I ricorrenti ripropongono il motivo di mancanza della motivazione degli avvisi di accertamento. La sentenza impugnata, sul punto evidenzia la sussistenza della motivazione degli avvisi impugnati in quanto «espongono con sufficiente chiarezza le ragioni che hanno portato alla liquidazione del tributo richiesto. Il Comune di Terni ha spiegato che non ritiene di qualificare pertinenziali le aree
in questione perché la situazione di fatto non era mutata rispetto al passato, quando il vincolo pertinenziale non era stato mai dedotto».
Altra considerazione deve ricevere la valutazione della fondatezza della richiesta del Comune, che deve ritenersi distinta dalla motivazione dell’atto, investendo la prova della fondatezza della pretesa. I due piani non possono essere confusi, come prospet tato nel ricorso in cassazione. L’avviso di accertamento non deve contenere anche le prove della pretesa tributaria: «Nel processo tributario, ai fini della validità dell’avviso di accertamento non rilevano l’omessa allegazione di un documento o la mancata ostensione dello stesso al contribuente se la motivazione, anche se resa per relationem , è comunque sufficiente, dovendosi distinguere il piano della motivazione dell’avviso di accertamento da quello della prova della pretesa impositiva e, corrispondentemente, l’atto a cui l’avviso si riferisce dal documento che costituisce mezzo di prova» (Sez. 5 – , Ordinanza n. 8016 del 25/03/2024, Rv. 670858 -01; vedi anche Sez. 5, del 6 giugno 2024, n. 15881).
4. Con il quarto ed il quinto motivo i ricorrenti prospettano violazione e falsa applicazione degli art. 2697, cod. civ. e 7, d. lgs. 546 del 1992, in relazione all’art. 360, primo comma, n. 3, cod. proc. civ., nonché degli art. 8, quarto comma, d. lgs. n. 23 del 2011, 13, terzo comma, d. l. n. 201 del 2013, 5, quinto comma, d. lgs. 504 del 1992, comma 703, legge n. 147 del 2013, 3 e 53 della Costituzione in relazione all’art. 360, primo comma, n. 3, cod. proc. civ.

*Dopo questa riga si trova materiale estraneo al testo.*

//! Client engine: timestamped Sync request cycles.
//!
//! Each cycle transmits a `ReqSync` (Sync + CSPTP_REQUEST, padded to a fixed
//! frame size) and, in two-step mode, an empty Follow_Up. It then polls for
//! the service's RespSync (and Follow_Up when the service is two-step),
//! records the four exchange timestamps, and reports `T2 - T1` as the
//! offset from master. Cycles are paced by a fixed period, compensated for
//! the poll time already spent.

use anyhow::{Context, Result};

use csptp_core::addr::{self, Address};
use csptp_core::time::{Timestamp, NSEC_PER_MSEC};
use csptp_core::tlv::{self, CsptpResponse, TlvId};
use csptp_core::{Buffer, Message, MsgType, Protocol, PtpParams, Sock, PTP_MSG_SIZE};

use crate::config::ClientConfig;
use crate::report::CycleRecord;
use crate::shutdown;

/// Waiting for the RespSync.
const WAIT_RESP_SYNC: u8 = 1 << 0;
/// Waiting for the service's Follow_Up.
const WAIT_FOLLOW_UP: u8 = 1 << 1;

/// Pre-pad frame size: header, the RESPONSE the service will return, and the
/// optional TLVs the client requests.
pub fn frame_payload_size(req_status: bool, req_alt_time: bool, proto: Protocol) -> usize {
    let mut sz = PTP_MSG_SIZE + tlv::CSPTP_RESPONSE_LEN;
    if req_status {
        sz += tlv::status_size(proto);
    }
    if req_alt_time {
        sz += tlv::ALT_TIME_FULL;
    }
    sz
}

/// Frame-size policy: 10 spare octets guarantee room for a PAD header, then
/// round up to the next multiple of 16.
pub fn smooth_size(sz: usize) -> usize {
    (sz + 10 + 15) & !15
}

/// One completed exchange, scalar nanoseconds.
#[derive(Debug, Clone, Copy)]
pub struct Exchange {
    pub sequence_id: u16,
    pub t1: i64,
    pub r1: i64,
    pub t2: i64,
    pub r2: i64,
    pub offset: i64,
}

impl From<Exchange> for CycleRecord {
    fn from(ex: Exchange) -> Self {
        CycleRecord {
            ts: 0,
            sequence_id: ex.sequence_id,
            t1: ex.t1,
            r1: ex.r1,
            t2: ex.t2,
            r2: ex.r2,
            offset: ex.offset,
        }
    }
}

pub struct ClientEngine {
    address: Address,
    socket: Sock,
    msg: Message,
    buf: Buffer,
    params: PtpParams,
    req_flags0: u8,
    frame_size: usize,
    domain_number: u8,
    two_step: bool,
    wait_loops: u32,
    poll_ms: i32,
    cycle_ms: i64,
    sequence_id: u16,
    t1: Timestamp,
    r1: Timestamp,
    t2: Timestamp,
    r2: Timestamp,
}

impl ClientEngine {
    pub fn new(cfg: &ClientConfig) -> Result<Self> {
        let ip = addr::resolve(&cfg.service_address, cfg.forced)
            .with_context(|| format!("cannot reach service '{}'", cfg.service_address))?;
        let address = Address::new(ip, cfg.port);
        tracing::debug!(host = %cfg.service_address, endpoint = %address, "service endpoint");
        let socket = Sock::client(address.proto()).context("client socket")?;
        let frame_size = smooth_size(frame_payload_size(
            cfg.req_status,
            cfg.req_alt_time,
            address.proto(),
        ));
        let buf = Buffer::alloc(frame_size)?;
        let req_flags0 = if cfg.req_status { tlv::REQ_FLAG_STATUS } else { 0 }
            | if cfg.req_alt_time { tlv::REQ_FLAG_ALT_TIME } else { 0 };
        Ok(Self {
            address,
            socket,
            msg: Message::new(),
            buf,
            params: PtpParams {
                domain_number: cfg.domain_number,
                two_step: cfg.two_step,
                ..Default::default()
            },
            req_flags0,
            frame_size,
            domain_number: cfg.domain_number,
            two_step: cfg.two_step,
            wait_loops: cfg.wait_loops,
            poll_ms: cfg.poll_ms,
            cycle_ms: cfg.cycle_ms,
            sequence_id: 1,
            t1: Timestamp::default(),
            r1: Timestamp::default(),
            t2: Timestamp::default(),
            r2: Timestamp::default(),
        })
    }

    pub fn frame_size(&self) -> usize {
        self.frame_size
    }

    pub fn sequence_id(&self) -> u16 {
        self.sequence_id
    }

    fn send_req_sync(&mut self) -> Result<()> {
        self.params.msg_type = MsgType::Sync;
        self.params.sequence_id = self.sequence_id;
        self.t1 = Timestamp::now();
        self.params.timestamp = self.t1;
        self.msg.init(&self.params, &mut self.buf)?;
        self.msg.add_req_tlv(&mut self.buf, self.req_flags0)?;
        self.msg.build_done(&mut self.buf, self.frame_size)?;
        self.socket.send(&self.buf, &self.address)?;
        Ok(())
    }

    fn send_follow_up(&mut self) -> Result<()> {
        self.params.msg_type = MsgType::FollowUp;
        self.params.sequence_id = self.sequence_id;
        self.params.timestamp = Timestamp::default();
        self.msg.init(&self.params, &mut self.buf)?;
        self.msg.build_done(&mut self.buf, self.frame_size)?;
        self.socket.send(&self.buf, &self.address)?;
        Ok(())
    }

    /// Receive one datagram and fold it into the exchange. Returns whether
    /// the datagram belonged to this cycle.
    fn handle_datagram(&mut self, wait: &mut u8) -> Result<bool> {
        let (peer, rx_ts) = match self.socket.recv(&mut self.buf) {
            Ok(x) => x,
            Err(err) => {
                tracing::debug!(%err, "recv");
                return Ok(false);
            }
        };
        let rx = match self.msg.parse(&self.buf) {
            Ok(p) => p,
            Err(err) => {
                tracing::debug!(%err, "parse");
                return Ok(false);
            }
        };
        if rx.sequence_id != self.sequence_id
            || rx.domain_number != self.domain_number
            || peer != self.address
        {
            return Ok(false);
        }
        match rx.msg_type {
            MsgType::Sync => {
                *wait &= !WAIT_RESP_SYNC;
                if !rx.two_step {
                    // One-step: T2 arrives in the originTimestamp directly.
                    *wait &= !WAIT_FOLLOW_UP;
                    if let Some(ts) = rx.timestamp {
                        self.t2 = ts;
                    }
                }
                self.r2 = rx_ts;
                let Some(bytes) = self.msg.find_tlv(&self.buf, TlvId::CsptpResponse) else {
                    anyhow::bail!("RespSync without a CSPTP_RESPONSE TLV");
                };
                match CsptpResponse::decode(bytes) {
                    Ok(resp) => self.r1 = resp.req_ingress,
                    Err(err) => tracing::info!(%err, "CSPTP_RESPONSE ingress timestamp"),
                }
            }
            MsgType::FollowUp => {
                *wait &= !WAIT_FOLLOW_UP;
                if let Some(ts) = rx.timestamp {
                    self.t2 = ts;
                }
            }
        }
        Ok(true)
    }

    /// One full request/response cycle, including the pacing sleep. Returns
    /// the exchange when both expected messages arrived in time.
    pub fn run_cycle(&mut self) -> Result<Option<Exchange>> {
        let seq = self.sequence_id;
        self.send_req_sync()?;
        if self.two_step {
            self.send_follow_up()?;
        }

        let mut wait = WAIT_RESP_SYNC | WAIT_FOLLOW_UP;
        let mut loops = self.wait_loops;
        let mut timeouts: i64 = 0;
        while loops > 0 && wait != 0 {
            let readable = match self.socket.poll(self.poll_ms) {
                Ok(r) => r,
                Err(err) => {
                    tracing::debug!(%err, "poll");
                    false
                }
            };
            if readable {
                if !self.handle_datagram(&mut wait)? {
                    loops -= 1;
                }
            } else {
                loops -= 1;
                timeouts += 1;
            }
        }

        let exchange = if wait == 0 {
            let t1 = self.t1.as_nanos();
            let t2 = self.t2.as_nanos();
            let offset = t2.wrapping_sub(t1);
            tracing::info!(offset, "offset from master");
            let ex = Exchange {
                sequence_id: seq,
                t1,
                r1: self.r1.as_nanos(),
                t2,
                r2: self.r2.as_nanos(),
                offset,
            };
            tracing::debug!(t1 = ex.t1, r1 = ex.r1, t2 = ex.t2, r2 = ex.r2, "exchange times");
            Some(ex)
        } else {
            tracing::debug!(sequence_id = seq, "timed out waiting for response");
            None
        };

        self.sequence_id = if seq == 0xffff { 1 } else { seq + 1 };

        // Pace the next cycle, minus the poll time already burned. The
        // sleep ignores non-positive remainders.
        let mut pause = Timestamp::from_nanos(self.cycle_ms * NSEC_PER_MSEC);
        pause.add_milliseconds(-timeouts * self.poll_ms as i64);
        pause.sleep();
        Ok(exchange)
    }

    /// Cycle until shutdown. Per-cycle failures are logged and the next
    /// cycle proceeds.
    pub fn run(&mut self, mut reporter: Option<crate::report::Reporter>) -> Result<()> {
        while !shutdown::requested() {
            match self.run_cycle() {
                Ok(Some(ex)) => {
                    if let Some(rep) = reporter.as_mut() {
                        if let Err(err) = rep.append(ex.into()) {
                            tracing::warn!(%err, "measurement log");
                        }
                    }
                }
                Ok(None) => {}
                Err(err) => tracing::warn!(%err, "cycle failed"),
            }
        }
        tracing::debug!("exit");
        Ok(())
    }
}

#[cfg(test)]
mod tests {
    use super::*;

    #[test]
    fn smooth_size_table() {
        assert_eq!(smooth_size(138), 0xa0);
        assert_eq!(smooth_size(108), 0x80);
        assert_eq!(smooth_size(102), 0x70);
        assert_eq!(smooth_size(72), 0x60);
        assert_eq!(smooth_size(150), 0xa0);
        assert_eq!(smooth_size(120), 0x90);
    }

    #[test]
    fn frame_payload_size_table() {
        assert_eq!(frame_payload_size(true, true, Protocol::Udp4), 138);
        assert_eq!(frame_payload_size(true, false, Protocol::Udp4), 108);
        assert_eq!(frame_payload_size(false, true, Protocol::Udp4), 102);
        assert_eq!(frame_payload_size(false, false, Protocol::Udp4), 72);
        assert_eq!(frame_payload_size(true, true, Protocol::Udp6), 150);
        assert_eq!(frame_payload_size(true, false, Protocol::Udp6), 120);
        assert_eq!(frame_payload_size(false, true, Protocol::Udp6), 102);
        assert_eq!(frame_payload_size(false, false, Protocol::Udp6), 72);
    }
}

Per i ricorrenti la sentenza sarebbe viziata nella motivazione in quanto il Comune non avrebbe provato il valore dei terreni, peraltro senza mai fare un accesso ai terreni per valutarne le caratteristiche, per la determinazione del valore.
La sentenza impugnata, con motivazione approfondita e con valutazioni di fatto, insindacabili in questa sede, ha evidenziato come il valore RAGIONE_SOCIALE aree edificabili è stato determinato tenendo presente le loro specifiche caratteristiche e il Comune nell’avvi so aveva
evidenziato ben 12 compravendite di terreni simili; inoltre, la sentenza evidenzia come i terreni presi in considerazione dal contribuente non sono significativi in quanto uno di essi era di notevole estensione (ed il prezzo al mq era influenzato proprio dalla sua estensione) ed un altro aveva destinazione urbanistica diversa («completamente difforme»). Si tratta di evidenti valutazioni di fatto. Il ricorso in cassazione mira ad una rivalutazione del fatto non consentita nel giudizio di legittimità.

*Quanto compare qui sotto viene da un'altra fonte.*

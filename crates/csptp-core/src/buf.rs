//! Octet buffer with a data-length cursor.
//!
//! Sockets receive into the full capacity and record how much arrived; the
//! codec builds messages in place and trims the cursor to the frame size.
//! Growing is allowed, shrinking is refused.

use crate::error::{Error, Result};

#[derive(Debug)]
pub struct Buffer {
    data: Vec<u8>,
    len: usize,
}

impl Buffer {
    /// Allocate a zeroed buffer. Zero-size buffers are refused.
    pub fn alloc(size: usize) -> Result<Self> {
        if size == 0 {
            tracing::warn!("buffer size is zero");
            return Err(Error::Contract("buffer size is zero"));
        }
        Ok(Self { data: vec![0u8; size], len: 0 })
    }

    pub fn size(&self) -> usize {
        self.data.len()
    }

    pub fn len(&self) -> usize {
        self.len
    }

    pub fn is_empty(&self) -> bool {
        self.len == 0
    }

    /// Set the data-length cursor; refused beyond the buffer size.
    pub fn set_len(&mut self, len: usize) -> Result<()> {
        if len > self.data.len() {
            tracing::warn!(len, size = self.data.len(), "length exceeds buffer size");
            return Err(Error::Contract("length exceeds buffer size"));
        }
        self.len = len;
        Ok(())
    }

    /// Grow to `new_size`, preserving contents. Equal size is a no-op,
    /// shrinking is refused.
    pub fn resize(&mut self, new_size: usize) -> Result<()> {
        if new_size < self.data.len() {
            tracing::warn!(new_size, size = self.data.len(), "buffer shrink ignored");
            return Err(Error::Contract("buffer will not shrink"));
        }
        if new_size > self.data.len() {
            self.data.resize(new_size, 0);
        }
        Ok(())
    }

    /// Same-size, same-content copy with the same data length.
    pub fn spawn(&self) -> Self {
        Self { data: self.data.clone(), len: self.len }
    }

    /// Whole capacity, mutable (receive target).
    pub fn as_mut_slice(&mut self) -> &mut [u8] {
        &mut self.data
    }

    /// Whole capacity.
    pub fn as_slice(&self) -> &[u8] {
        &self.data
    }

    /// The valid data prefix.
    pub fn data(&self) -> &[u8] {
        &self.data[..self.len]
    }
}

#[cfg(test)]
mod tests {
    use super::*;

    #[test]
    fn alloc_rejects_zero() {
        assert!(Buffer::alloc(0).is_err());
        let b = Buffer::alloc(16).unwrap();
        assert_eq!(b.size(), 16);
        assert_eq!(b.len(), 0);
    }

    #[test]
    fn set_len_bounds() {
        let mut b = Buffer::alloc(8).unwrap();
        b.set_len(8).unwrap();
        assert_eq!(b.len(), 8);
        assert!(b.set_len(9).is_err());
        assert_eq!(b.len(), 8);
    }

    #[test]
    fn resize_grow_only() {
        let mut b = Buffer::alloc(4).unwrap();
        b.as_mut_slice().copy_from_slice(&[1, 2, 3, 4]);
        b.set_len(4).unwrap();

        assert!(b.resize(2).is_err());
        b.resize(4).unwrap(); // no-op
        b.resize(8).unwrap();
        assert_eq!(b.size(), 8);
        assert_eq!(b.len(), 4);
        assert_eq!(b.data(), &[1, 2, 3, 4]);
        assert_eq!(&b.as_slice()[4..], &[0, 0, 0, 0]);
    }

    #[test]
    fn spawn_copies_everything() {
        let mut b = Buffer::alloc(6).unwrap();
        b.as_mut_slice()[..3].copy_from_slice(&[9, 8, 7]);
        b.set_len(3).unwrap();

        let c = b.spawn();
        assert_eq!(c.size(), b.size());
        assert_eq!(c.len(), b.len());
        assert_eq!(c.as_slice(), b.as_slice());
    }
}
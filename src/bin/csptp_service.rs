//! CSPTP service program.
//!
//! Binds the PTP event port and answers timestamped Sync requests with
//! CSPTP TLV responses. Run `csptp-service --help` for usage.

use anyhow::Result;
use clap::Parser;

use csptp::cli::ServiceCli;
use csptp::config::{ConfigFile, ServiceConfig};
use csptp::service::ServiceEngine;
use csptp::{logging, shutdown};

fn main() -> Result<()> {
    let cli = ServiceCli::parse();
    logging::init(cli.common.log_level, cli.common.syslog, cli.common.echo)?;

    let file = cli.common.config.as_deref().map(ConfigFile::load).transpose()?;
    let cfg = ServiceConfig::resolve(&cli, file.as_ref())?;

    shutdown::install()?;
    let mut engine = ServiceEngine::new(&cfg)?;
    engine.run()?;

    eprintln!(" ...");
    Ok(())
}
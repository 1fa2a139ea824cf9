//! Configuration file and resolved program options.
//!
//! The file dialect is INI-like: optional `[section]` lines, `key = value`
//! pairs, `#` comments, CR/LF line ends. Leading and trailing whitespace is
//! trimmed; section names and keys may be wrapped in matching single or
//! double quotes; values keep their quotes (strip them with [`unquote`]).
//! The command line always overrides file values.

use anyhow::{bail, Context, Result};
use std::net::IpAddr;
use std::path::Path;

use csptp_core::addr::{Protocol, PTP_EVENT_PORT};
use csptp_core::wire::UINT48_MAX;

use crate::cli::{ClientCli, ServiceCli};

const SEC_KEY_MAX: usize = 63;
const VAL_MAX: usize = 1023;

#[derive(Debug, Clone)]
struct Entry {
    section: Option<String>,
    key: String,
    value: String,
}

/// Parsed configuration file: an ordered list of entries.
#[derive(Debug, Default, Clone)]
pub struct ConfigFile {
    entries: Vec<Entry>,
}

/// Strip one matching pair of surrounding quotes, if present.
pub fn unquote(v: &str) -> &str {
    let b = v.as_bytes();
    if b.len() >= 2 && (b[0] == b'"' || b[0] == b'\'') && b[b.len() - 1] == b[0] {
        &v[1..v.len() - 1]
    } else {
        v
    }
}

fn strip_quoted_name(s: &str) -> &str {
    unquote(s.trim())
}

Nel ricorso in cassazione, infatti, solo apparentemente si prospetta una violazione di legge, ma, invece, si deduce una questione di mero fatto: «È inammissibile il ricorso per cassazione con cui si deduca, apparentemente, una violazione di norme di legge mirando, in realtà, alla rivalutazione dei fatti operata dal giudice di merito, così da realizzare una surrettizia trasformazione del giudizio di legittimità in un nuovo, non consentito, terzo grado di merito. (Principio affermato dalla S.C. con riferimento ad un motivo di ricorso che, pur prospettando una violazione degli artt. 1988 c.c. e 2697 c.c., in realtà tendeva ad una nuova interpretazione di questioni di mero fatto, quali l’avvenuta estinzione dei crediti azionati, già esclusa dal giudice d’appello alla luce dei rapporti commerciali di fornitura intercorsi tra le parti e dei pagamenti effettuati tramite cambiali ed altri titoli di crediti riferibili a precedenti fatture non oggetto di causa)» (Sez. 6 – 3, Ordinanza n. 8758 del 04/04/2017, Rv. 643690 – 01).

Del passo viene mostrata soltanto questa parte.